Records from a data source
· · · · ·
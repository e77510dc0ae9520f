//! Application-Layer: Controller, State, Events und Use-Cases der Edit-Engine.

pub mod command_log;
pub mod controller;
pub mod events;
pub mod handlers;
mod intent_mapping;
pub mod render_scene;
/// Application State und Controller
///
/// Dieses Modul verwaltet den Zustand der Engine (Faces, Auswahl, Drag).
pub mod state;
pub mod use_cases;

pub use crate::core::{Face, Focus, ShapeStore};
pub use command_log::CommandLog;
pub use controller::AppController;
pub use events::{AppCommand, AppIntent};
pub use state::{AppState, EditorState, SelectionState};
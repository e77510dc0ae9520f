//! Use-Case: Hover-Ziel unter dem Cursor bestimmen.

use crate::core::{geometry, Focus};
use crate::AppState;

/// Berechnet das Hover-Ziel an `plane_pos` komplett neu.
///
/// Priorität: Punkt der aktiven Face > Kante der aktiven Face > erste enthaltende Face.
/// Im Erstellungsmodus bleibt der Hover leer.
pub fn update_hover(state: &mut AppState, plane_pos: glam::Vec2) {
    state.editor.cursor = Some(plane_pos);

    let mut hover = Focus::new();
    let mut edge_target = None;

    if !state.is_appending() {
        let radius = state.options.hover_radius;

        if let Some((face_index, face)) = state
            .selection
            .active
            .face()
            .and_then(|index| state.shapes.face(index).map(|face| (index, face)))
        {
            if let Some(vert) = geometry::nearest_vertex(&face.points, plane_pos, radius) {
                hover.set_face(face_index);
                hover.set_vert(vert);
            } else if let Some(hit) =
                geometry::nearest_edge_point(&face.points, plane_pos, radius, face.closed)
            {
                hover.set_face(face_index);
                hover.set_edge(hit.edge);
                edge_target = Some(state.snap(hit.point));
            }
        }

        if !hover.has_face() {
            if let Some(face_index) = geometry::contains_first(plane_pos, state.shapes.faces()) {
                hover.set_face(face_index);
            }
        }
    }

    if hover != state.selection.hover {
        log::debug!("Hover: {:?}", hover);
    }
    state.selection.hover = hover;
    state.editor.edge_target = edge_target;
}
//! Handler für Pointer-Commands (Hover, Drücken, Ziehen, Loslassen).

use crate::app::use_cases;
use crate::app::AppState;

/// Berechnet das Hover-Ziel an der Cursor-Position neu.
pub fn update_hover(state: &mut AppState, plane_pos: glam::Vec2) {
    use_cases::pointer::update_hover(state, plane_pos);
}

/// Übernimmt das Hover-Ziel in die aktive Auswahl.
pub fn select_hovered(state: &mut AppState, plane_pos: glam::Vec2) {
    use_cases::pointer::select_hovered(state, plane_pos);
}

/// Zieht das aktive Ziel mit.
pub fn drag_active(state: &mut AppState, plane_pos: glam::Vec2) {
    use_cases::pointer::drag_active(state, plane_pos);
}

/// Schließt einen Drag ab.
pub fn end_drag(state: &mut AppState) {
    use_cases::pointer::end_drag(state);
}

/// Hängt einen Punkt an die offene Face an.
pub fn append_point(state: &mut AppState, plane_pos: glam::Vec2) {
    use_cases::pointer::append_point(state, plane_pos);
}

/// Teilt die gehoverte Kante.
pub fn split_hovered_edge(state: &mut AppState) {
    use_cases::pointer::split_hovered_edge(state);
}

/// Hebt die aktive Auswahl auf.
pub fn clear_active(state: &mut AppState) {
    use_cases::pointer::clear_active(state);
}
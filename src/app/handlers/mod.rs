//! Feature-Handler für AppCommand-Verarbeitung.
//!
//! Jeder Handler gruppiert die Command-Ausführung eines Feature-Bereichs.
//! Der Controller dispatcht an die passende Handler-Funktion.

pub mod options;
pub mod pointer;
pub mod selection;
pub mod shapes;
use agent::{Agent, AgentError, CancelToken, Policy};
use game::{Chase, Move, Status};
use log::trace;

/// Drive one episode tick-by-tick until a terminal status or cancellation.
///
/// Implements the loop side of the agent contract: one `decide` call per
/// tick with a pre-allocated action slot, the boolean view of the outcome
/// taken as "action available" (a no-action tick advances the world with
/// [`Move::Stay`]), and exactly one `end_episode` at the boundary.
///
/// Returns the final status; `Ongoing` means the episode was cancelled
/// before finishing.
pub fn run_episode<P>(
    game: &mut Chase,
    agent: &mut Agent<P>,
    cancel: Option<&CancelToken>,
) -> Result<Status, AgentError>
where
    P: Policy<State = Chase, Action = Move>,
{
    for tick in 0.. {
        if cancel.map_or(false, CancelToken::is_cancelled) {
            break;
        }

        let mut slot = Move::default();
        let outcome = agent.decide(tick, game, Some(&mut slot), cancel)?;

        trace!(
            "agent={} tick={} outcome={:?} move={:?}",
            agent.name(),
            tick,
            outcome,
            slot
        );

        let chaser_move = if outcome.acted() { slot } else { Move::default() };
        let status = game.advance(chaser_move);

        if status != Status::Ongoing {
            agent.end_episode(tick, game)?;
            return Ok(status);
        }
    }

    // Cancelled mid-episode; that still counts as the episode boundary.
    agent.end_episode(game.tick(), game)?;
    Ok(Status::Ongoing)
}
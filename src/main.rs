use agent::{policies::RulePolicy, Agent, CancelToken, CommPolicy, InlineChannel};
use game::{Chase, Move};
use log::info;
use rand::{thread_rng, Rng};
use runner::{
    codec::{greedy_service, ChaseCodec},
    session::run_episode,
    Runner, RunnerConfig,
};
use std::num::NonZeroU64;

fn main() {
    env_logger::init();

    let config = RunnerConfig {
        num_threads: None,
        episodes: 64,
        width: 16,
        max_ticks: 256,
    };

    info!(
        "playing {} channel-backed episodes on a track of {} cells",
        config.episodes, config.width
    );

    let runner = Runner::new(config).unwrap();
    let cancel = CancelToken::new();

    // Channel-backed agents at full cadence against an in-process greedy
    // service; every one of them should end in a catch.
    let summary = runner
        .run(
            |index| {
                let mut policy = CommPolicy::new(ChaseCodec);
                policy.bind_channel(InlineChannel::new(greedy_service));
                Agent::named(
                    format!("comm-{}", index),
                    NonZeroU64::new(1).unwrap(),
                    policy,
                )
            },
            Some(&cancel),
        )
        .unwrap();

    info!(
        "greedy service: caught={} escaped={} unfinished={}",
        summary.caught, summary.escaped, summary.unfinished
    );

    // The same loop also drives plain rule-based agents; a random wanderer
    // mostly lets the prey escape.
    let mut rng = thread_rng();
    let mut wanderer = Agent::named(
        "wanderer",
        NonZeroU64::new(1).unwrap(),
        RulePolicy::new(move |_state: &Chase| {
            Some(match rng.gen_range(0..3) {
                0 => Move::Left,
                1 => Move::Stay,
                _ => Move::Right,
            })
        }),
    );

    let mut game = Chase::new(16, 256);
    let status = run_episode(&mut game, &mut wanderer, Some(&cancel)).unwrap();

    info!(
        "{} finished with {:?} after {} ticks",
        wanderer.name(),
        status,
        game.tick()
    );
}
use agent::{CancelToken, Codec, Tick};
use game::{Chase, Move};
use log::trace;

/// Moves in decode order; a reply carries one score per entry.
pub const MOVES: [Move; 3] = [Move::Left, Move::Stay, Move::Right];

#[derive(Debug, Clone, PartialEq, Default)]
/// Request/reply slot for the chase pairing.
pub struct ChasePayload {
    /// Request fields: snapshot features, written before the round trip.
    pub features: Vec<f32>,
    /// Reply fields: one score per entry of [`MOVES`], written by the
    /// decision service.
    pub scores: Vec<f32>,
}

#[derive(Debug, Clone, Copy, Default)]
/// Feature encoding and action decoding for [`Chase`] snapshots.
pub struct ChaseCodec;

impl Codec for ChaseCodec {
    type State = Chase;
    type Action = Move;
    type Payload = ChasePayload;

    fn before_decide(&mut self, tick: Tick, cancel: Option<&CancelToken>) {
        trace!(
            "encoding tick={} cancelled={}",
            tick,
            cancel.map_or(false, CancelToken::is_cancelled)
        );
    }

    fn extract(&mut self, state: &Chase, request: &mut ChasePayload) {
        let width = state.width() as f32;

        request.features.clear();
        request.features.push(state.chaser() as f32 / width);
        request.features.push(state.prey() as f32 / width);
        request.features.push(state.distance() as f32 / width);
    }

    fn decode(&mut self, reply: &ChasePayload, action: &mut Move) {
        let best = reply
            .scores
            .iter()
            .cloned()
            .enumerate()
            .max_by(|&(_, a), &(_, b)| f32::total_cmp(&a, &b))
            .map(|(index, _)| index);

        *action = match best {
            Some(index) if index < MOVES.len() => MOVES[index],
            _ => Move::default(),
        };
    }
}

/// Score a request the way a greedy decision service would: prefer the
/// move that closes the signed gap. A stand-in service for demos and
/// tests.
pub fn greedy_service(payload: &mut ChasePayload) -> bool {
    let gap = payload.features.get(2).copied().unwrap_or(0f32);

    payload.scores = if 0f32 < gap {
        vec![0f32, 0f32, 1f32]
    } else if gap < 0f32 {
        vec![1f32, 0f32, 0f32]
    } else {
        vec![0f32, 1f32, 0f32]
    };

    true
}

#[cfg(test)]
mod tests {
    use super::*;

    #[test]
    fn test_extract_writes_normalized_features() {
        let mut codec = ChaseCodec;
        let mut payload = ChasePayload::default();

        codec.extract(&Chase::new(8, 32), &mut payload);

        assert_eq!(payload.features, vec![0f32, 0.5f32, 0.5f32]);
    }

    #[test]
    fn test_decode_takes_the_best_scored_move() {
        let mut codec = ChaseCodec;
        let payload = ChasePayload {
            features: vec![],
            scores: vec![0.1f32, 0.2f32, 0.7f32],
        };

        let mut action = Move::default();
        codec.decode(&payload, &mut action);

        assert_eq!(action, Move::Right);
    }

    #[test]
    fn test_decode_falls_back_on_an_empty_reply() {
        let mut codec = ChaseCodec;

        let mut action = Move::Left;
        codec.decode(&ChasePayload::default(), &mut action);

        assert_eq!(action, Move::Stay);
    }

    #[test]
    fn test_greedy_service_closes_the_gap() {
        let mut payload = ChasePayload {
            features: vec![0f32, 0.5f32, -0.25f32],
            scores: vec![],
        };

        assert!(greedy_service(&mut payload));
        assert_eq!(payload.scores, vec![1f32, 0f32, 0f32]);
    }
}
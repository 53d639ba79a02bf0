use std::sync::{
    atomic::{AtomicBool, Ordering},
    Arc,
};

#[derive(Debug, Clone, Default)]
/// Shared cooperative cancellation flag.
///
/// Agents never set the flag; they observe it and forward it to blocking
/// collaborators, which are responsible for racing their waits against it.
/// Clones share the same flag.
pub struct CancelToken(Arc<AtomicBool>);

impl CancelToken {
    pub fn new() -> Self {
        Self::default()
    }

    /// Request cancellation. Idempotent.
    pub fn cancel(&self) {
        self.0.store(true, Ordering::Relaxed);
    }

    pub fn is_cancelled(&self) -> bool {
        self.0.load(Ordering::Relaxed)
    }
}

#[cfg(test)]
mod tests {
    use super::*;

    #[test]
    fn test_starts_clear() {
        assert!(!CancelToken::new().is_cancelled());
    }

    #[test]
    fn test_clones_share_the_flag() {
        let token = CancelToken::new();
        let observer = token.clone();

        token.cancel();

        assert!(observer.is_cancelled());
    }
}
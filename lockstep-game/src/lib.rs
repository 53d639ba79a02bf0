#[derive(Debug, Clone, Copy, PartialEq, Eq, Hash, Default)]
/// A chaser's move on the track.
pub enum Move {
    Left,
    #[default]
    Stay,
    Right,
}

#[derive(Debug, Clone, Copy, PartialEq, Eq, Hash)]
/// Status of a chase.
pub enum Status {
    Ongoing,
    Caught,
    Escaped,
}

#[derive(Debug, Clone, PartialEq, Eq, Hash)]
/// Pursuit on a circular track of `width` cells.
///
/// The prey advances one cell every other tick while the chaser may move
/// one cell every tick, so a chaser that closes the gap on every tick
/// eventually wins. If the prey survives `max_ticks` ticks, it escapes.
pub struct Chase {
    width: u64,
    max_ticks: u64,
    tick: u64,
    chaser: u64,
    prey: u64,
}

impl Chase {
    /// Create a new chase. The chaser starts at cell 0 with the prey half
    /// a track ahead. `width` must be at least 2.
    pub fn new(width: u64, max_ticks: u64) -> Self {
        Self {
            width,
            max_ticks,
            tick: 0,
            chaser: 0,
            prey: width / 2,
        }
    }

    /// Number of ticks already played.
    pub fn tick(&self) -> u64 {
        self.tick
    }

    pub fn width(&self) -> u64 {
        self.width
    }

    pub fn chaser(&self) -> u64 {
        self.chaser
    }

    pub fn prey(&self) -> u64 {
        self.prey
    }

    /// Signed shortest gap from the chaser to the prey; positive means the
    /// prey is ahead rightward, zero means they share a cell.
    pub fn distance(&self) -> i64 {
        let width = self.width as i64;
        let mut gap = (self.prey as i64 - self.chaser as i64).rem_euclid(width);

        if width / 2 < gap {
            gap -= width;
        }

        gap
    }

    /// Advance the world by one tick: the chaser moves per the action, the
    /// prey advances on even ticks, and the resulting status is reported.
    pub fn advance(&mut self, chaser_move: Move) -> Status {
        self.chaser = step(self.chaser, chaser_move, self.width);

        if self.tick % 2 == 0 {
            self.prey = step(self.prey, Move::Right, self.width);
        }

        self.tick += 1;

        if self.chaser == self.prey {
            Status::Caught
        } else if self.max_ticks <= self.tick {
            Status::Escaped
        } else {
            Status::Ongoing
        }
    }
}

fn step(cell: u64, direction: Move, width: u64) -> u64 {
    match direction {
        Move::Left => (cell + width - 1) % width,
        Move::Stay => cell,
        Move::Right => (cell + 1) % width,
    }
}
· · · · ·
Determine the number of lines in the data that contain "AgentError" as a word or string, and state only that number.

**Problem solution:**
2